--- DATASET RECORDS Enclosed Below ---
//! The operator runtime (`§4.F`): wires a [`Plan`]'s DAG into a network of
//! cooperative `tokio` tasks connected by bounded channels, one task per
//! operator instance (`§5` "Scheduling model").

use std::collections::{BTreeMap, HashMap};
use std::sync::Arc;
use std::time::Duration;

use tokio::sync::mpsc;

use crate::model::NodeId;
use crate::plan::{OpId, OpKind, Plan, ResultRecord};
use crate::pt::{PathTuple, PtSlot};

use super::context::{EngineEvent, RunContext};
use super::ops;

type PtTx = mpsc::Sender<PathTuple>;
type PtRx = mpsc::Receiver<PathTuple>;

/// The channels produced by wiring and running a plan.
pub struct EngineOutput {
    /// The plan's terminal result stream.
    pub results: PtRx,
    /// Side-channel of per-PT/per-channel errors (`§7`).
    pub events: mpsc::UnboundedReceiver<EngineEvent>,
    /// Any named `send` destinations the plan produced, keyed by channel
    /// name (`§4.D`'s `send` operator).
    pub sends: HashMap<String, PtRx>,
}

/// Executes plans against a [`RunContext`] (`§4.F`).
#[derive(Clone)]
pub struct Engine {
    ctx: RunContext,
}

impl Engine {
    /// Builds an engine bound to the given execution context.
    pub fn new(ctx: RunContext) -> Self {
        Self { ctx }
    }

    /// Wires and spawns every operator task for `plan`, seeded with
    /// `seeds` (path-variable name to the node id list its `parameter` op
    /// should emit), and returns the resulting channels immediately
    /// (`§5`: a query is a forest of concurrent tasks communicating only
    /// via channels).
    pub fn execute(&self, plan: Plan, seeds: BTreeMap<String, Vec<NodeId>>) -> EngineOutput {
        let plan = Arc::new(plan);
        let (event_tx, event_rx) = mpsc::unbounded_channel();
        let ctx = RunContext {
            events: event_tx,
            ..self.ctx.clone()
        };

        // `join` is pure channel plumbing (`§4.F`): alias its id to its
        // `right` dependency's channel, and redirect `right`'s input to
        // `left`'s output instead of whatever `right.deps` says.
        let mut alias: HashMap<OpId, OpId> = HashMap::new();
        let mut input_override: HashMap<OpId, OpId> = HashMap::new();
        for node in plan.ops.values() {
            if let OpKind::Join { left, right } = &node.kind {
                alias.insert(node.id.clone(), right.clone());
                input_override.insert(right.clone(), left.clone());
            }
        }
        let producer = |mut id: OpId| -> OpId {
            let mut guard = 0;
            while let Some(next) = alias.get(&id) {
                id = next.clone();
                guard += 1;
                if guard > plan.ops.len() {
                    break;
                }
            }
            id
        };

        let mut txs: HashMap<OpId, PtTx> = HashMap::new();
        let mut rxs: HashMap<OpId, PtRx> = HashMap::new();
        for node in plan.ops.values() {
            if matches!(node.kind, OpKind::Join { .. }) {
                continue;
            }
            let (tx, rx) = mpsc::channel(ctx.channel_capacity);
            txs.insert(node.id.clone(), tx);
            rxs.insert(node.id.clone(), rx);
        }

        // The per-query fan-in for proxy crossings (`§9` dynamic `remotes`
        // channel): every `traverse` task holds a clone, dropped once its
        // input drains, so `remote_rx` closes exactly when every traverse
        // op and every remote crossing it spawned has finished.
        let (remote_tx, remote_rx) = mpsc::channel::<PathTuple>(ctx.channel_capacity);
        let mut remote_rx = Some(remote_rx);

        let remote_timeout_ms = receive_timeout_ms(&plan);
        let mut sends = HashMap::new();

        for node in plan.ops.values() {
            let id = node.id.clone();
            match &node.kind {
                OpKind::Parameter { name, literal } => {
                    let seed_values = match literal {
                        Some(seed) => vec![seed.clone()],
                        None => seeds.get(name).cloned().unwrap_or_default(),
                    };
                    let out = txs.remove(&id).expect("channel wired");
                    tokio::spawn(ops::run_parameter(id, seed_values, out, ctx.clone()));
                }
                OpKind::Traverse { src_key, predicate } => {
                    let dep = input_override.get(&id).cloned().unwrap_or_else(|| node.deps[0].clone());
                    let input = rxs.remove(&producer(dep)).expect("traverse input wired");
                    let out = txs.remove(&id).expect("channel wired");
                    tokio::spawn(ops::run_traverse(
                        id,
                        src_key.clone(),
                        predicate.clone(),
                        Arc::clone(&plan),
                        remote_timeout_ms,
                        input,
                        out,
                        remote_tx.clone(),
                        ctx.clone(),
                    ));
                }
                OpKind::Join { .. } => {
                    // No task: wiring above already redirects `right`'s
                    // input and aliases this id to `right`'s channel.
                }
                OpKind::Property { pt_key, props } => {
                    let dep = input_override.get(&id).cloned().unwrap_or_else(|| node.deps[0].clone());
                    let input = rxs.remove(&producer(dep)).expect("property input wired");
                    let out = txs.remove(&id).expect("channel wired");
                    tokio::spawn(ops::run_property(
                        id,
                        pt_key.clone(),
                        props.clone(),
                        plan.root.clone(),
                        input,
                        out,
                        ctx.clone(),
                    ));
                }
                OpKind::Select { predicate } => {
                    let dep = input_override.get(&id).cloned().unwrap_or_else(|| node.deps[0].clone());
                    let input = rxs.remove(&producer(dep)).expect("select input wired");
                    let out = txs.remove(&id).expect("channel wired");
                    tokio::spawn(ops::run_select(id, predicate.clone(), plan.root.clone(), input, out, ctx.clone()));
                }
                OpKind::Expression { expr } => {
                    let dep = input_override.get(&id).cloned().unwrap_or_else(|| node.deps[0].clone());
                    let input = rxs.remove(&producer(dep)).expect("expression input wired");
                    let out = txs.remove(&id).expect("channel wired");
                    tokio::spawn(ops::run_expression(id, expr.clone(), plan.root.clone(), input, out, ctx.clone()));
                }
                OpKind::Project { fields } => {
                    let dep = input_override.get(&id).cloned().unwrap_or_else(|| node.deps[0].clone());
                    let input = rxs.remove(&producer(dep)).expect("project input wired");
                    let out = txs.remove(&id).expect("channel wired");
                    tokio::spawn(ops::run_project(id, fields.clone(), plan.root.clone(), input, out, ctx.clone()));
                }
                OpKind::Aggregate { kind } => {
                    let dep = input_override.get(&id).cloned().unwrap_or_else(|| node.deps[0].clone());
                    let input = rxs.remove(&producer(dep)).expect("aggregate input wired");
                    let out = txs.remove(&id).expect("channel wired");
                    tokio::spawn(ops::run_aggregate(id, kind.clone(), input, out, ctx.clone()));
                }
                OpKind::Limit { n } => {
                    let dep = input_override.get(&id).cloned().unwrap_or_else(|| node.deps[0].clone());
                    let input = rxs.remove(&producer(dep)).expect("limit input wired");
                    let out = txs.remove(&id).expect("channel wired");
                    tokio::spawn(ops::run_limit(id, *n, input, out, ctx.clone()));
                }
                OpKind::Send { dest } => {
                    let dep = input_override.get(&id).cloned().unwrap_or_else(|| node.deps[0].clone());
                    let input = rxs.remove(&producer(dep)).expect("send input wired");
                    txs.remove(&id); // nothing else reads this op's own slot
                    let (dest_tx, dest_rx) = mpsc::channel(ctx.channel_capacity);
                    tokio::spawn(ops::run_send(input, dest_tx));
                    sends.insert(dest.clone(), dest_rx);
                }
                OpKind::Receive { .. } => {
                    let dep = input_override.get(&id).cloned().unwrap_or_else(|| node.deps[0].clone());
                    let left = rxs.remove(&producer(dep)).expect("receive input wired");
                    let out = txs.remove(&id).expect("channel wired");
                    let remote = remote_rx.take().expect("only one receive op per plan");
                    tokio::spawn(ops::run_receive(left, remote, out));
                }
            }
        }
        // Drop the engine's own handle; only clones held by traverse tasks
        // (and crossings they spawn) keep `remote_rx` open from here on.
        drop(remote_tx);

        let results = rxs.remove(&producer(plan.root.clone())).expect("root channel wired");
        EngineOutput {
            results,
            events: event_rx,
            sends,
        }
    }

    /// Runs a plan to completion, collecting its result records
    /// (`§4.H`'s `query`). `wall_timeout` bounds the whole call; on expiry
    /// the root channel is dropped and whatever records arrived before
    /// then are returned (`§5` "Cancellation & timeouts").
    pub async fn query(
        &self,
        plan: Plan,
        seeds: BTreeMap<String, Vec<NodeId>>,
        wall_timeout: Option<Duration>,
    ) -> Vec<ResultRecord> {
        let root = plan.root.clone();
        let pbind = plan.pbind.clone();
        // A trailing `sort`/`limit`/`choose` forwards each PT unchanged
        // rather than rebinding its own id (`§4.F`), so once one of those
        // follows a `project` step, `plan.root` no longer names a slot the
        // PT carries. `extract_record` tries `root` first and falls back
        // to the `project` op's id, covering both cases.
        let record_key = project_op_id(&plan);
        let mut output = self.execute(plan, seeds);
        let mut records = Vec::new();
        let sleep = async {
            match wall_timeout {
                Some(d) => tokio::time::sleep(d).await,
                None => std::future::pending().await,
            }
        };
        tokio::pin!(sleep);
        loop {
            tokio::select! {
                biased;
                _ = &mut sleep => break,
                maybe_pt = output.results.recv() => match maybe_pt {
                    Some(pt) => records.push(extract_record(&pt, &root, record_key.as_ref(), &pbind)),
                    None => break,
                },
            }
        }
        records
    }

    /// Runs a plan to completion, collecting the raw node id bound at
    /// `plan.root` from each result PT rather than a projected record. Used
    /// by [`crate::iter_query`]'s drivers, whose plans deliberately carry no
    /// projection so each round's output can be fed straight back in as the
    /// next round's `ROOT-ID` seed (`§4.I`).
    pub async fn query_raw_ids(
        &self,
        plan: Plan,
        seeds: BTreeMap<String, Vec<NodeId>>,
        wall_timeout: Option<Duration>,
    ) -> Vec<NodeId> {
        let root = plan.root.clone();
        let mut output = self.execute(plan, seeds);
        let mut ids = Vec::new();
        let sleep = async {
            match wall_timeout {
                Some(d) => tokio::time::sleep(d).await,
                None => std::future::pending().await,
            }
        };
        tokio::pin!(sleep);
        loop {
            tokio::select! {
                biased;
                _ = &mut sleep => break,
                maybe_pt = output.results.recv() => match maybe_pt {
                    Some(pt) => {
                        if let Some(id) = pt.node(&root) {
                            ids.push(id.clone());
                        }
                    }
                    None => break,
                },
            }
        }
        ids
    }
}

fn extract_record(pt: &PathTuple, root: &OpId, project_key: Option<&OpId>, pbind: &BTreeMap<String, OpId>) -> ResultRecord {
    if let Some(props) = pt.get(root).and_then(PtSlot::as_props) {
        return props.clone();
    }
    if let Some(key) = project_key {
        if let Some(props) = pt.get(key).and_then(PtSlot::as_props) {
            return props.clone();
        }
    }
    let mut record = BTreeMap::new();
    for (var, op) in pbind {
        if let Some(id) = pt.node(op) {
            record.insert(var.clone(), crate::model::PropValue::from(id.as_str()));
        }
    }
    record
}

/// The id of the plan's `project` operator, if it has one. A trailing
/// `sort`/`limit`/`choose` forwards PTs unchanged rather than rebinding its
/// own id, so `project`'s slot is still the right place to read projected
/// fields from even when it isn't the plan's terminal op.
fn project_op_id(plan: &Plan) -> Option<OpId> {
    plan.ops
        .values()
        .find(|node| matches!(node.kind, OpKind::Project { .. }))
        .map(|node| node.id.clone())
}

fn receive_timeout_ms(plan: &Plan) -> u64 {
    plan.ops
        .values()
        .find_map(|n| match &n.kind {
            OpKind::Receive { timeout_ms } => Some(*timeout_ms),
            _ => None,
        })
        .unwrap_or(5_000)
}
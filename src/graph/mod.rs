//! The graph adapter (`§4.A`): a minimal read surface over the underlying
//! single-node graph store.
//!
//! The store itself — transactional node/edge persistence — is an external
//! collaborator out of this crate's scope (`§1`). [`GraphAdapter`] is the
//! seam; [`memory::InMemoryGraphAdapter`] is the one concrete, in-process
//! implementation this crate ships, mirroring the way `sombra`'s
//! `MetadataProvider` trait ships both a real `CatalogMetadata` and a test
//! `InMemoryMetadata`.

pub mod memory;

use std::collections::BTreeMap;

use async_trait::async_trait;
use regex::Regex;
use serde::{Deserialize, Serialize};

use crate::error::Result;
use crate::model::{EdgeProps, Node, NodeId};

pub use memory::InMemoryGraphAdapter;

/// Which outgoing edges a `traverse` step should follow (`§4.A`, `§4.D`).
///
/// The wire-transportable subset of `§4.A`'s predicate kinds: absent (all
/// edges), a label symbol, or a label regex. Arbitrary predicates over the
/// full edge mapping are not serializable and so cannot appear inside a
/// [`crate::plan::Plan`] that might cross the wire (`§4.G`); local callers
/// that need that generality can filter [`GraphAdapter::edges`]'s result
/// directly instead.
#[derive(Clone, Debug, Serialize, Deserialize)]
pub enum EdgePredicate {
    /// Matches every edge.
    Any,
    /// Matches edges whose label equals this string exactly.
    Label(String),
    /// Matches edges whose label matches this regex pattern.
    Regex(String),
}

impl EdgePredicate {
    /// Evaluates the predicate against one edge's properties.
    pub fn matches(&self, props: &EdgeProps) -> Result<bool> {
        match self {
            EdgePredicate::Any => Ok(true),
            EdgePredicate::Label(label) => Ok(&props.label == label),
            EdgePredicate::Regex(pattern) => {
                let re = Regex::new(pattern).map_err(|err| {
                    crate::error::PlasmaError::TypeMismatch {
                        op: "edge-regex".into(),
                        detail: err.to_string(),
                    }
                })?;
                Ok(re.is_match(&props.label))
            }
        }
    }
}

/// Minimal read surface over a peer's local graph store (`§4.A`).
///
/// Writes are delegated to the store; the query engine never mutates the
/// graph, so no write methods appear here.
#[async_trait]
pub trait GraphAdapter: Send + Sync {
    /// Looks up a node by id.
    async fn find_node(&self, id: &NodeId) -> Result<Option<Node>>;

    /// Lists outgoing edges from `id` matching `pred` (all edges if `None`).
    async fn edges(
        &self,
        id: &NodeId,
        pred: Option<&EdgePredicate>,
    ) -> Result<BTreeMap<NodeId, EdgeProps>>;

    /// True if `id` names a proxy node (`§1`).
    async fn is_proxy(&self, id: &NodeId) -> Result<bool> {
        Ok(self
            .find_node(id)
            .await?
            .map(|n| n.is_proxy())
            .unwrap_or(false))
    }
}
--- End of Enclosed DATASET RECORDS ---
■ WORK TASK
When a line contains the string "right", copy it from the records.

■ ANSWER FOR THE TASK
        // `right` dependency's channel, and redirect `right`'s input to
        // `left`'s output instead of whatever `right.deps` says.
            if let OpKind::Join { left, right } = &node.kind {
                alias.insert(node.id.clone(), right.clone());
                input_override.insert(right.clone(), left.clone());
                    // No task: wiring above already redirects `right`'s
                    // input and aliases this id to `right`'s channel.
/// own id, so `project`'s slot is still the right place to read projected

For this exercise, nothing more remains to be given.